Rapper, actor, pitchman and philanthropist Common (née Lonnie Corant Jaman Shuka Rashid Lynn) is the first rapper to win a Grammy (“Love of my Life”), Emmy (“Letter to the Free”), and an Oscar (“Glory”). He has worked with everybody from The Roots and Kanye West to Erykah Badu, so he knows how to hold an audience. He also has some receipts in jazz. The co-producer of his greatest CD, Like Water for Chocolate, was J Dilla, a remixer who loved Herbie Hancock. Common recorded with the late Roy Hargrove’s 90s, hip-hop/R&B/soul group, The RH Factor, and closed an emotional Jazz at Lincoln Center memorial tribute to the trumpeter, who died last year. His 2018 CD, August Greene, with keyboardist Robert Glasper and drummer Karriem Riggins, is a crossover hit. So when Common comes to the Newport stage on Sunday, August 4, he’ll be spitting verses in the same, Chi-Town, UpSouth manner that mirrors the improvisational imprint of Johnny Griffin, and Bunky Green, and no doubt, his backing musicians will create moods and grooves for the head and the heart. Band members are Burniss Travis, Andre “DJ DUMMY” Smith, Mark Colenberg, Junius Bervine and Muhsinah Karim Abdul. 

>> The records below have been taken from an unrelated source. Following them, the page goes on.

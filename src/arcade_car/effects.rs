//! Drift particle handles on the two back wheels.
//!
//! Handles are spawned lazily on the first drift press and then only toggled
//! for the rest of the car's life.

use crate::arcade_car::ports::{EffectHandle, EffectService};
use crate::arcade_car::types::{Vec3, WheelId};

/// Attach offset of the back-left emitter, in wheel space.
pub const BACK_LEFT_EFFECT_OFFSET: Vec3 = Vec3::new(-10.0, 0.0, -20.0);

#[derive(Debug, Clone, Copy, PartialEq, Eq)]
pub struct DriftEffectHandles {
    pub back_left: EffectHandle,
    pub back_right: EffectHandle,
}

#[derive(Debug, Clone, Default)]
pub struct DriftEffects {
    asset: String,
    handles: Option<DriftEffectHandles>,
    active: bool,
}

impl DriftEffects {
    pub fn new(asset: impl Into<String>) -> Self {
        Self {
            asset: asset.into(),
            handles: None,
            active: false,
        }
    }

    pub fn handles(&self) -> Option<DriftEffectHandles> {
        self.handles
    }

    pub fn is_active(&self) -> bool {
        self.handles.is_some() && self.active
    }

    /// Spawns both emitters if they do not exist yet. Returns true on spawn.
    /// Freshly spawned emitters start inactive.
    pub fn ensure<E: EffectService + ?Sized>(&mut self, service: &mut E) -> bool {
        if self.handles.is_some() {
            return false;
        }
        let back_left = service.spawn_attached(&self.asset, WheelId::BL, BACK_LEFT_EFFECT_OFFSET);
        let back_right = service.spawn_attached(&self.asset, WheelId::BR, Vec3::zeros());
        service.deactivate(back_left);
        service.deactivate(back_right);
        self.handles = Some(DriftEffectHandles { back_left, back_right });
        self.active = false;
        tracing::debug!(asset = %self.asset, "drift effects spawned");
        true
    }

    /// Toggles existing emitters; a no-op before the first `ensure`.
    pub fn set_active<E: EffectService + ?Sized>(&mut self, service: &mut E, active: bool) {
        let Some(h) = self.handles else {
            return;
        };
        if active {
            service.activate(h.back_left);
            service.activate(h.back_right);
        } else {
            service.deactivate(h.back_left);
            service.deactivate(h.back_right);
        }
        self.active = active;
    }
}

#[cfg(test)]
mod tests {
    use super::*;

    #[derive(Default)]
    struct Recorder {
        spawned: Vec<(WheelId, Vec3)>,
        log: Vec<(u32, bool)>,
    }

    impl EffectService for Recorder {
        fn spawn_attached(&mut self, _asset: &str, attach_to: WheelId, offset: Vec3) -> EffectHandle {
            self.spawned.push((attach_to, offset));
            EffectHandle(self.spawned.len() as u32)
        }
        fn activate(&mut self, handle: EffectHandle) {
            self.log.push((handle.0, true));
        }
        fn deactivate(&mut self, handle: EffectHandle) {
            self.log.push((handle.0, false));
        }
    }

    #[test]
    fn spawns_once_with_back_wheel_offsets() {
        let mut service = Recorder::default();
        let mut fx = DriftEffects::new("drift_smoke");
        assert!(fx.ensure(&mut service));
        assert!(!fx.ensure(&mut service));
        assert_eq!(service.spawned, vec![(WheelId::BL, BACK_LEFT_EFFECT_OFFSET), (WheelId::BR, Vec3::zeros())]);
        assert!(!fx.is_active());
    }

    #[test]
    fn toggle_before_spawn_is_ignored() {
        let mut service = Recorder::default();
        let mut fx = DriftEffects::new("drift_smoke");
        fx.set_active(&mut service, true);
        assert!(service.log.is_empty());
        assert!(!fx.is_active());
    }

    #[test]
    fn toggling_reuses_handles() {
        let mut service = Recorder::default();
        let mut fx = DriftEffects::new("drift_smoke");
        fx.ensure(&mut service);
        let first = fx.handles();
        fx.set_active(&mut service, true);
        fx.set_active(&mut service, false);
        assert_eq!(fx.handles(), first);
        assert_eq!(service.spawned.len(), 2);
    }
}
//! Shutdown coordination.

use tokio::sync::broadcast;

/// Coordinator for graceful shutdown.
///
/// The server and the rate-limit sweeper each subscribe; one trigger stops
/// them all. Clones share the channel.
#[derive(Debug, Clone)]
pub struct Shutdown {
    tx: broadcast::Sender<()>,
}

impl Shutdown {
    pub fn new() -> Self {
        let (tx, _) = broadcast::channel(1);
        Self { tx }
    }

    pub fn subscribe(&self) -> broadcast::Receiver<()> {
        self.tx.subscribe()
    }

    /// Trigger the shutdown signal. A no-op when nobody is subscribed.
    pub fn trigger(&self) {
        let _ = self.tx.send(());
    }

    /// Number of tasks still listening.
    pub fn receiver_count(&self) -> usize {
        self.tx.receiver_count()
    }
}

impl Default for Shutdown {
    fn default() -> Self {
        Self::new()
    }
}

#[cfg(test)]
mod tests {
    use super::*;

    #[tokio::test]
    async fn test_trigger_reaches_every_subscriber() {
        let shutdown = Shutdown::new();
        let mut server = shutdown.subscribe();
        let mut sweeper = shutdown.clone().subscribe();
        assert_eq!(shutdown.receiver_count(), 2);

        shutdown.trigger();
        assert!(server.recv().await.is_ok());
        assert!(sweeper.recv().await.is_ok());
    }
}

Another Windy City great (by way of France and Massachusetts), drummer/producer Makaya McCraven is one of the best “beat scientists” in the business. His father, drummer Stephen McCraven, played with jazz greats Sam Rivers and Archie Shepp. His mother is the Hungarian vocalist Agnes Zsigmondi. McCraven grew up in a multi-cultural world near the University of Massachusetts at Amherst, where he studied with jazz masters Marion Brown and Yusef Lateef. McCraven was also listening to A Tribe Called Quest, Nas, Busta Rhymes and Notorious B.I.G. He moved to Chicago in 2007 and honed his hip-hop/jazz craft, as evidenced by his sideman gigs with guitarist Bobby Brown, trumpeters Marquis Hill and Corey Wilkes, and his recordings as a leader, including his 2018 opus, Universal Beings– a sonic stew that leaves the Astral Traveling, Afro-Harping and Afrobeat tastes of Lonnie Liston Smith, Dorothy Ashby and Fela in your mouth in cinematic fashion, which is even more the case since he moved to L.A. And, when he takes to the Newport stage – along with Matt Gold, Junius Paul, Greg Spero and Irvin Piece – on Saturday, August 3, the audience will probably be hollering “give the drummer some.”

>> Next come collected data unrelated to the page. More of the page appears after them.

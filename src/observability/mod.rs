//! Observability subsystem.
//!
//! # Data Flow
//! ```text
//! Pipeline stages produce:
//!     → logging.rs (structured log events via tracing)
//!     → metrics.rs (rejection, rate-limit, sanitizer and error counters)
//!
//! Consumers:
//!     → stdout (JSON in production)
//!     → Prometheus scrape endpoint (optional)
//! ```
//!
//! # Design Decisions
//! - Request ID flows through every log line via the trace span
//! - Metrics are cheap (atomic increments)

pub mod logging;
pub mod metrics;

pub use logging::init_logging;
pub use metrics::init_metrics;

In Los Angeles, there’s a cadre of musicians who are also melting the musical barriers that separate jazz and hip-hop. Take for example Stephen Lee Bruner, AKA Thundercat. His supersonic bass lines combine Stanley Clarke’s athletics and Jaco Pastorius’ power. He’s laid down some vicious grooves for Erykah Badu, Flying Lotus, Kendrick Lamar, Childish Gambino, SZA and Herbie Hancock. And, he’s recorded four recordings as a leader, with his trademarked falsetto vocals, evocative lyrics and spacey harmonies, especially from his eclectic 2017 CD, Drunk, featuring the Quiet Storm ballad, “Show Me the Way,” with Kenny Loggins and Michael McDonald. At Newport on Friday, August 2, Thundercat’s quirky, and charismatic stage presence will be the perfect complement to his beyond-category music. Joining him will be Dennis Hamm, keyboard, and Justin Brown, drums. 

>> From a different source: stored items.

//! Security response headers.
//!
//! # Responsibilities
//! - Build the content security policy for the deployment mode
//! - Attach CSP, HSTS, MIME-sniffing, XSS-filter and referrer headers to
//!   every response that passes through the layer
//!
//! # Design Decisions
//! - The header set is computed once at startup; per request it is a copy
//! - Only CSP varies by mode (`upgrade-insecure-requests` in production)
//! - Never blocks a request

use std::{
    future::Future,
    pin::Pin,
    sync::Arc,
    task::{Context, Poll},
};

use axum::{
    extract::Request,
    http::{HeaderMap, HeaderName, HeaderValue},
    response::Response,
};
use tower::{Layer, Service};

use crate::config::{Environment, HeadersConfig, LedgerConfig};

/// HSTS value: one year, subdomains, preload-eligible.
pub const HSTS: &str = "max-age=31536000; includeSubDomains; preload";

const FALLBACK_CSP: &str = "default-src 'self'";

/// Content security policy for the given origins and mode.
pub fn content_security_policy(origins: &HeadersConfig, environment: Environment) -> String {
    let mut directives = vec![
        "default-src 'self'".to_string(),
        "script-src 'self'".to_string(),
        format!("style-src 'self' 'unsafe-inline' {}", origins.font_css_origin),
        format!("img-src 'self' data: blob: {}", origins.storage_origin),
        format!("font-src 'self' {}", origins.font_cdn_origin),
        format!("connect-src 'self' {} ws: wss:", origins.storage_origin),
        "object-src 'none'".to_string(),
        "frame-ancestors 'self'".to_string(),
        "base-uri 'self'".to_string(),
    ];
    if environment.is_production() {
        directives.push("upgrade-insecure-requests".to_string());
    }
    directives.join("; ")
}

/// The fixed set of headers attached to every response.
#[derive(Debug, Clone)]
pub struct HeaderPolicy {
    headers: Arc<Vec<(HeaderName, HeaderValue)>>,
}

impl HeaderPolicy {
    pub fn from_config(config: &LedgerConfig) -> Self {
        let csp = content_security_policy(&config.headers, config.server.environment);
        let csp = HeaderValue::from_str(&csp).unwrap_or_else(|_| {
            tracing::error!("Configured CSP origins produce an invalid header; using fallback");
            HeaderValue::from_static(FALLBACK_CSP)
        });

        Self {
            headers: Arc::new(vec![
                (HeaderName::from_static("content-security-policy"), csp),
                (
                    HeaderName::from_static("strict-transport-security"),
                    HeaderValue::from_static(HSTS),
                ),
                (
                    HeaderName::from_static("x-content-type-options"),
                    HeaderValue::from_static("nosniff"),
                ),
                (
                    HeaderName::from_static("x-xss-protection"),
                    HeaderValue::from_static("1; mode=block"),
                ),
                (
                    HeaderName::from_static("referrer-policy"),
                    HeaderValue::from_static("strict-origin-when-cross-origin"),
                ),
            ]),
        }
    }

    pub fn apply(&self, headers: &mut HeaderMap) {
        for (name, value) in self.headers.iter() {
            headers.insert(name.clone(), value.clone());
        }
    }
}

/// Layer that adds security headers to all responses
#[derive(Clone, Debug)]
pub struct SecurityHeadersLayer {
    policy: HeaderPolicy,
}

impl SecurityHeadersLayer {
    pub fn new(policy: HeaderPolicy) -> Self {
        Self { policy }
    }
}

impl<S> Layer<S> for SecurityHeadersLayer {
    type Service = SecurityHeaders<S>;

    fn layer(&self, inner: S) -> Self::Service {
        SecurityHeaders {
            inner,
            policy: self.policy.clone(),
        }
    }
}

/// Middleware service that adds security headers
#[derive(Clone, Debug)]
pub struct SecurityHeaders<S> {
    inner: S,
    policy: HeaderPolicy,
}

impl<S> Service<Request> for SecurityHeaders<S>
where
    S: Service<Request, Response = Response> + Clone + Send + 'static,
    S::Future: Send,
{
    type Response = Response;
    type Error = S::Error;
    type Future = Pin<Box<dyn Future<Output = Result<Self::Response, Self::Error>> + Send>>;

    fn poll_ready(&mut self, cx: &mut Context<'_>) -> Poll<Result<(), Self::Error>> {
        self.inner.poll_ready(cx)
    }

    fn call(&mut self, req: Request) -> Self::Future {
        let mut inner = self.inner.clone();
        let policy = self.policy.clone();

        Box::pin(async move {
            let mut response = inner.call(req).await?;
            policy.apply(response.headers_mut());
            Ok(response)
        })
    }
}

#[cfg(test)]
mod tests {
    use super::*;
    use axum::{body::Body, http::StatusCode, routing::get, Router};
    use tower::ServiceExt;

    fn app(environment: Environment) -> Router {
        let mut config = LedgerConfig::default();
        config.server.environment = environment;
        Router::new()
            .route("/test", get(|| async { "ok" }))
            .route("/fail", get(|| async { StatusCode::UNAUTHORIZED }))
            .layer(SecurityHeadersLayer::new(HeaderPolicy::from_config(&config)))
    }

    async fn fetch(app: Router, path: &str) -> Response {
        app.oneshot(Request::builder().uri(path).body(Body::empty()).unwrap())
            .await
            .unwrap()
    }

    #[test]
    fn test_csp_lists_configured_origins() {
        let csp = content_security_policy(&HeadersConfig::default(), Environment::Development);
        assert!(csp.contains("img-src 'self' data: blob: https://storage.googleapis.com"));
        assert!(csp.contains("font-src 'self' https://fonts.gstatic.com"));
        assert!(csp.contains("connect-src 'self' https://storage.googleapis.com ws: wss:"));
        assert!(!csp.contains("upgrade-insecure-requests"));
    }

    #[test]
    fn test_csp_upgrades_in_production() {
        let csp = content_security_policy(&HeadersConfig::default(), Environment::Production);
        assert!(csp.ends_with("upgrade-insecure-requests"));
    }

    #[test]
    fn test_invalid_origin_falls_back() {
        let mut config = LedgerConfig::default();
        config.headers.storage_origin = "https://bad\norigin".into();
        let mut headers = HeaderMap::new();
        HeaderPolicy::from_config(&config).apply(&mut headers);
        assert_eq!(headers["content-security-policy"], FALLBACK_CSP);
    }

    #[tokio::test]
    async fn test_all_security_headers_present() {
        let response = fetch(app(Environment::Development), "/test").await;
        let headers = response.headers();

        assert_eq!(headers["strict-transport-security"], HSTS);
        assert_eq!(headers["x-content-type-options"], "nosniff");
        assert_eq!(headers["x-xss-protection"], "1; mode=block");
        assert_eq!(headers["referrer-policy"], "strict-origin-when-cross-origin");
        assert!(headers.contains_key("content-security-policy"));
    }

    #[tokio::test]
    async fn test_headers_on_error_responses() {
        let response = fetch(app(Environment::Production), "/fail").await;
        assert_eq!(response.status(), StatusCode::UNAUTHORIZED);
        assert_eq!(response.headers()["x-content-type-options"], "nosniff");
        assert!(response.headers()["content-security-policy"]
            .to_str()
            .unwrap()
            .contains("upgrade-insecure-requests"));
    }
}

A frequent collaborator with Thundercat, alto saxophonist/keyboardist/producer Terrace Martin, and currently on tour with Herbie Hancock, tenor/soprano saxophonist Kamasi Washington is a leading figure in an assemblage of L.A. jazz artists called The West Coast Get Down. In fact, he’s been getting down ever since he burst on the scene with Kendrick Lamar’s To Pimp a Butterfly, and on his astonishing 2015 multi-CD appropriately entitled, The Epic, with his blazing, Coltrane, Pharoah Sanders, Azar Lawrence sax sound, which is also influenced by his father, Rickey Washington. His 2018 CD, Heaven and Earth, continues in the same sonic zip code as its predecessor, with the leader’s brisk-tempoed version of Freddie Hubbard’s Blue Note era classic “Hub Tones”, and the kinetic “Street Fighter Mas,” with it’s own urban martial arts video. Like his musical predecessor, Charles Lloyd, who played at rock gigs like The Fillmore in the sixties, Washington, who also worked with George Duke, Gerald Wilson, Harvey Mason and Stanley Clarke, is one of the rare jazz artists who has cracked the musical glass-ceiling at pop-rock festivals like Coachella and Bonnaroo. Catch Washington’s appearance at Newport on Saturday, August 3, and listen to what a Saxophone Colossus has to say. His band features Rickey Washington, Ryan Porter, Brandon Coleman, Ronald Bruner, Jr., Tony Austin, Miles Mosley and Patrice Quinn.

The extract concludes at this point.